Critique de Linchpin (Seth Godin) : un livre indispensable ?

Linchpin par Seth GodinSeth Godin est ce qu’on appelle un homme incontournable. Depuis une dizaine d’années, Godin écrit, blogue et parle, 365 jours par an. Avec plus de 3000 articles publiés depuis 2002, il est l’un des blogueurs les plus influents dans le domaine du marketing. Il est, entre autres, l’auteur de Permission Marketing, Purple Cow, The Dip et plus récemment Tribes, son dernier livre publié en France. Alors forcément, quand Seth Godin sort un nouveau livre, cela ne passe pas inaperçu. Avec Linchpin : Are you indispensable ?, Godin nous livre son 13ème ouvrage. Quant à moi, ayant la chance de pouvoir lire le livre en version originale sans trop de difficultés, je vous propose ici ma critique, en attendant la sortie en version française.

Linchquoi ?

Linchpin, littéralement “pivot” en français, est un livre qui diffère des précédents travaux de Godin par le fait qu’il s’adresse directement aux individus et pas aux entreprises. Le sous-titre du livre, que je traduirais grossièrement par “Etes-vous indispensable ? Comment donner à sa carrière un avenir remarquable ?” donne tout de suite le ton : Linchpin a des allures de livres de coaching. Les premiers mots du livre (“Vous êtes un génie”) annoncent d’ailleurs d’emblée la couleur.

“There is no map”
(→ “Il n’y a pas de mode d’emploi”)

Pourtant, autant le dire tout de suite, Linchpin est un faux livre de coaching. Vous n’y trouverez aucune méthode concrète pour progresser dans votre boulot, pour faire face à un patron difficile ou pour tripler de salaire en quelques années. Au contraire, dans ce livre plus personnel que les autres, Godin cherche surtout à ouvrir les yeux du lecteur sur l’opportunité (l’obligation ?) de changer son rapport au travail, et à mieux appréhender les peurs qui paralysent tout processus de changement personnel. Comme à son habitude, Godin cherche à nous faire réfléchir, pas à nous donner un mode d’emploi pour réussir. C’est d’ailleurs l’un des arguments clés de ce livre : s’il y avait un mode d’emploi, alors la tâche (celle de devenir quelqu’un d’indispensable) serait trop facile pour en tirer une quelconque valeur.

Faites votre œuvre, pas votre travail

Linchpin commence par un chapitre écrit sur un ton quasi-apocalyptique, qui dresse un constat du monde du travail assez radical. Godin fait le procès de la société actuelle qui, héritant de la révolution industrielle, valorise le conformisme, l’obéissance à l’extrême et l’oubli de soi. Autrement dit, la promesse d’un bon salaire et d’une sécurité de l’emploi en l’échange de notre consentement à devenir des rouages bien huilés dans la machine du travail. Le propos de Linchpin est d’encourager le lecteur à devenir le pivot, et non le rouage, car à l’inverse du pivot qui est indispensable au bon fonctionnement de la machine toute entière, le rouage est facilement remplaçable s’il est défaillant.

Un “linchpin” (une personne indispensable), nous dit Godin, est une personne capable de créer, de trouver des solutions nouvelles, d’établir des connexions fructueuses entre les individus. Plus que tout, c’est une personne qui fait son travail comme un artiste travaillerait à son oeuvre : elle y met de sa personne toute entière et sait qu’elle n’a pas le droit d’avoir peur de se mouiller. Au fil des chapitres, Godin nous donne sa vision de la personne indispensable dans tous les sens du terme, car il n’y a pas qu’une seule façon d’être un “linchpin” : une caissière souriante et agréable, un employé de start-up capable d’imaginer (et de concrétiser) de nouvelles idées de projets, un professeur qui sait aller au delà des programmes scolaires…en fait, n’importe quelle personne qui met du cœur à l’ouvrage.

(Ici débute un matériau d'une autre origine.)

//! Client report composer
//!
//! Fans out to every metrics platform concurrently, aggregates what came
//! back, asks the generation pipeline for a narrative over those numbers, and
//! merges both halves into one [`ClientReport`]. The halves degrade
//! independently and the composite is always produced.

mod metrics;
mod period;

pub use metrics::{AggregateMetrics, ClientConfig, MetricsSource, PartialMetrics};
pub use period::{ReportPeriod, ReportingWindow};

#[cfg(test)]
pub use metrics::MockMetricsSource;

use std::sync::Arc;
use std::time::Duration;

use chrono::{DateTime, Utc};
use futures::future::join_all;
use serde::Serialize;
use tokio::time::timeout;
use tokio_util::sync::CancellationToken;

use crate::error::ErrorKind;
use crate::generator::{GenerationResult, GenerationStatus, Generator, ResultSource};
use crate::request::GenerateParams;
use crate::schema::{ReportInsights, ToolContent};
use crate::tools::ToolId;

/// How long a single metrics platform may take before it is reported unavailable
pub const DEFAULT_SOURCE_TIMEOUT: Duration = Duration::from_secs(30);

/// Inbound report request
#[derive(Debug, Clone, PartialEq)]
pub struct ReportRequest {
    pub client: ClientConfig,
    /// `weekly`, `monthly` or `quarterly`; anything else is monthly
    pub period: Option<String>,
}

impl ReportRequest {
    pub fn new(client: ClientConfig) -> Self {
        Self {
            client,
            period: None,
        }
    }

    pub fn period(mut self, period: impl Into<String>) -> Self {
        self.period = Some(period.into());
        self
    }
}

#[derive(Debug, Clone, Copy, PartialEq, Eq, Serialize)]
#[serde(rename_all = "snake_case")]
pub enum SourceStatus {
    Available,
    Unavailable,
}

/// Per-platform outcome of the metrics fan-out
#[derive(Debug, Clone, PartialEq, Serialize)]
pub struct SourceReport {
    pub source: String,
    pub status: SourceStatus,
    pub error: Option<String>,
}

/// Composite client report
#[derive(Debug, Clone, PartialEq, Serialize)]
pub struct ClientReport {
    pub client_id: String,
    pub client_name: String,
    pub window: ReportingWindow,
    pub metrics: AggregateMetrics,
    pub sources: Vec<SourceReport>,
    pub insights: ReportInsights,
    pub insights_source: ResultSource,
    /// Why the narrative is templated, when it is
    pub insights_error: Option<ErrorKind>,
    pub generated_at: DateTime<Utc>,
}

impl ClientReport {
    /// Platforms that answered
    pub fn available_sources(&self) -> usize {
        self.sources
            .iter()
            .filter(|s| s.status == SourceStatus::Available)
            .count()
    }
}

/// Builds client reports from metrics platforms and the generation pipeline
#[derive(Clone)]
pub struct ReportComposer {
    generator: Generator,
    sources: Vec<Arc<dyn MetricsSource>>,
    source_timeout: Duration,
}

impl ReportComposer {
    pub fn new(generator: Generator) -> Self {
        Self {
            generator,
            sources: Vec::new(),
            source_timeout: DEFAULT_SOURCE_TIMEOUT,
        }
    }

    /// Bound each platform fetch
    pub fn with_source_timeout(mut self, source_timeout: Duration) -> Self {
        self.source_timeout = source_timeout;
        self
    }

    /// Add a metrics platform
    pub fn with_source(mut self, source: Arc<dyn MetricsSource>) -> Self {
        self.sources.push(source);
        self
    }

    pub fn source_count(&self) -> usize {
        self.sources.len()
    }

    /// Compose a report for the window ending now
    pub async fn compose(&self, request: &ReportRequest) -> ClientReport {
        self.compose_at(request, Utc::now(), &CancellationToken::new()).await
    }

    /// Compose a report for the window ending at `now`
    pub async fn compose_at(
        &self,
        request: &ReportRequest,
        now: DateTime<Utc>,
        cancel: &CancellationToken,
    ) -> ClientReport {
        let period = ReportPeriod::parse_or_default(request.period.as_deref());
        let window = ReportingWindow::ending_at(period, now);
        let client = &request.client;

        let (metrics, sources) = self.collect_metrics(client, &window, cancel).await;

        let params = narrative_params(client, &window, &metrics, &sources);
        let narrative = self.generator.generate_with_cancel(params, cancel).await;
        let (insights, insights_source, insights_error) =
            merge_narrative(narrative, client, &window, &metrics, &sources);

        ClientReport {
            client_id: client.client_id.clone(),
            client_name: client.client_name.clone(),
            window,
            metrics,
            sources,
            insights,
            insights_source,
            insights_error,
            generated_at: now,
        }
    }

    async fn collect_metrics(
        &self,
        client: &ClientConfig,
        window: &ReportingWindow,
        cancel: &CancellationToken,
    ) -> (AggregateMetrics, Vec<SourceReport>) {
        let source_timeout = self.source_timeout;
        let fetches = self.sources.iter().map(|source| async move {
            let fetch = source.fetch_metrics(client, window.start, window.end);
            let result = match timeout(source_timeout, fetch).await {
                Ok(result) => result.map_err(|e| format!("{:#}", e)),
                Err(_) => Err("timed out".to_string()),
            };
            (source.name(), result)
        });

        let results: Vec<(&'static str, std::result::Result<PartialMetrics, String>)> = tokio::select! {
            results = join_all(fetches) => results,
            _ = cancel.cancelled() => self
                .sources
                .iter()
                .map(|source| (source.name(), Err("cancelled".to_string())))
                .collect(),
        };

        let mut received = Vec::new();
        let mut reports = Vec::new();

        for (name, result) in results {
            match result {
                Ok(partial) => {
                    received.push(partial);
                    reports.push(SourceReport {
                        source: name.to_string(),
                        status: SourceStatus::Available,
                        error: None,
                    });
                }
                Err(e) => {
                    tracing::warn!(source = name, client = %client.client_id, "metric unavailable: {}", e);
                    reports.push(SourceReport {
                        source: name.to_string(),
                        status: SourceStatus::Unavailable,
                        error: Some(e),
                    });
                }
            }
        }

        (AggregateMetrics::from_partials(&received), reports)
    }
}

fn narrative_params(
    client: &ClientConfig,
    window: &ReportingWindow,
    metrics: &AggregateMetrics,
    sources: &[SourceReport],
) -> GenerateParams {
    let mut params = GenerateParams::new(ToolId::ClientReport.as_str())
        .field("client_name", client.client_name.as_str())
        .field("period", window.period.as_str())
        .field("window", window.label());

    for (name, value) in metrics.rendered() {
        params = params.field(name, value);
    }

    let missing: Vec<&str> = sources
        .iter()
        .filter(|s| s.status == SourceStatus::Unavailable)
        .map(|s| s.source.as_str())
        .collect();
    if !missing.is_empty() {
        params = params.field("unavailable_sources", missing.join(", "));
    }

    params
}

fn merge_narrative(
    narrative: GenerationResult,
    client: &ClientConfig,
    window: &ReportingWindow,
    metrics: &AggregateMetrics,
    sources: &[SourceReport],
) -> (ReportInsights, ResultSource, Option<ErrorKind>) {
    match (narrative.status, narrative.content) {
        (GenerationStatus::Success, Some(ToolContent::ClientReport(insights))) => {
            (insights, ResultSource::Live, None)
        }
        _ => {
            tracing::warn!(
                client = %client.client_id,
                kind = ?narrative.error_kind,
                "narrative generation did not succeed, using templated insights"
            );
            (
                templated_insights(client, window, metrics, sources),
                ResultSource::Fallback,
                narrative.error_kind,
            )
        }
    }
}

/// Deterministic insights built only from the numbers that arrived
fn templated_insights(
    client: &ClientConfig,
    window: &ReportingWindow,
    metrics: &AggregateMetrics,
    sources: &[SourceReport],
) -> ReportInsights {
    let available = sources
        .iter()
        .filter(|s| s.status == SourceStatus::Available)
        .count();

    let executive_summary = format!(
        "{} report for {} covering {}. {} of {} data sources reported for this period.",
        capitalize(window.period.as_str()),
        client.client_name,
        window.label(),
        available,
        sources.len()
    );

    let highlights = metrics
        .rendered()
        .into_iter()
        .filter(|(_, value)| value != "unavailable")
        .map(|(name, value)| format!("{}: {}", name.replace('_', " "), value))
        .collect();

    let concerns = sources
        .iter()
        .filter(|s| s.status == SourceStatus::Unavailable)
        .map(|s| format!("{} data was unavailable for this period", s.source))
        .collect();

    ReportInsights {
        executive_summary,
        highlights,
        concerns,
        recommendations: vec![
            "Review these figures against the previous period".to_string(),
            "Confirm tracking is active on every connected platform".to_string(),
        ],
        next_steps: vec!["Schedule a performance review call".to_string()],
    }
}

fn capitalize(s: &str) -> String {
    let mut chars = s.chars();
    match chars.next() {
        Some(first) => first.to_uppercase().chain(chars).collect(),
        None => String::new(),
    }
}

Godin suggère donc de travailler dur, très dur, mais pas seulement : il serait nécessaire (indispensable) de prendre des risques, de ne pas retenir ses idées et de construire ses propres règles si possible. Il résume cette idée par ce message qu’il martèle tout au long du livre : un linchpin est un artiste, en ce sens qu’il fait ce qui le passionne par générosité, parce qu’il est conduit par la volonté de changer l’immobilisme ambiant. Adam Smith disait dans La Richesse des Nations que chaque individu, en cherchant son intérêt personnel, concourrait sans le savoir à servir l’intérêt général (théorie de la main invisible). Pour Godin, c’est l’inverse : le linchpin cherche d’avantage à servir l’intérêt général (celui de ses clients, de son entreprise ou même du monde entier), ce qui indirectement finit par servir son intérêt personnel (par de belles promotions).

La “résistance” : chapitre d’intérêt public

Le passage le plus convaincant du livre est probablement le chapitre qui s’intitule “The resistance”. Godin y décrit avec un lucidité étonnante ce qui nous retient la plupart du temps d’exposer nos idées au monde, de prendre des risques et de faire la différence. Il utilise l’image du “lizard brain” (littéralement “le cerveau de lézard”) pour symboliser la source de tous nos instincts animaux : le “lizard brain” est afffamé, il a peur, il est en colère et il est en rut, nous dit Godin.

Ce sont 50 pages lumineuses, une hymne à la créativité, une brillante leçon de courage et de motivation. Il y parle de notre instinct de survie qui, tout au long de la vie, nous empêche de créer pour les mauvaises raisons.

Extrait du chapitre “The resistance”
“The lizard brain only wants to eat and be safe. [...] The lizard brain cares about what everyone else thinks, because status in the tribe is essential to its survival.
[...] The lizard brain is the reason you’re afraid, the reason you don’t do all the art you can, the reason you don’t ship when you can. The lizard brain is the source of the resistance.”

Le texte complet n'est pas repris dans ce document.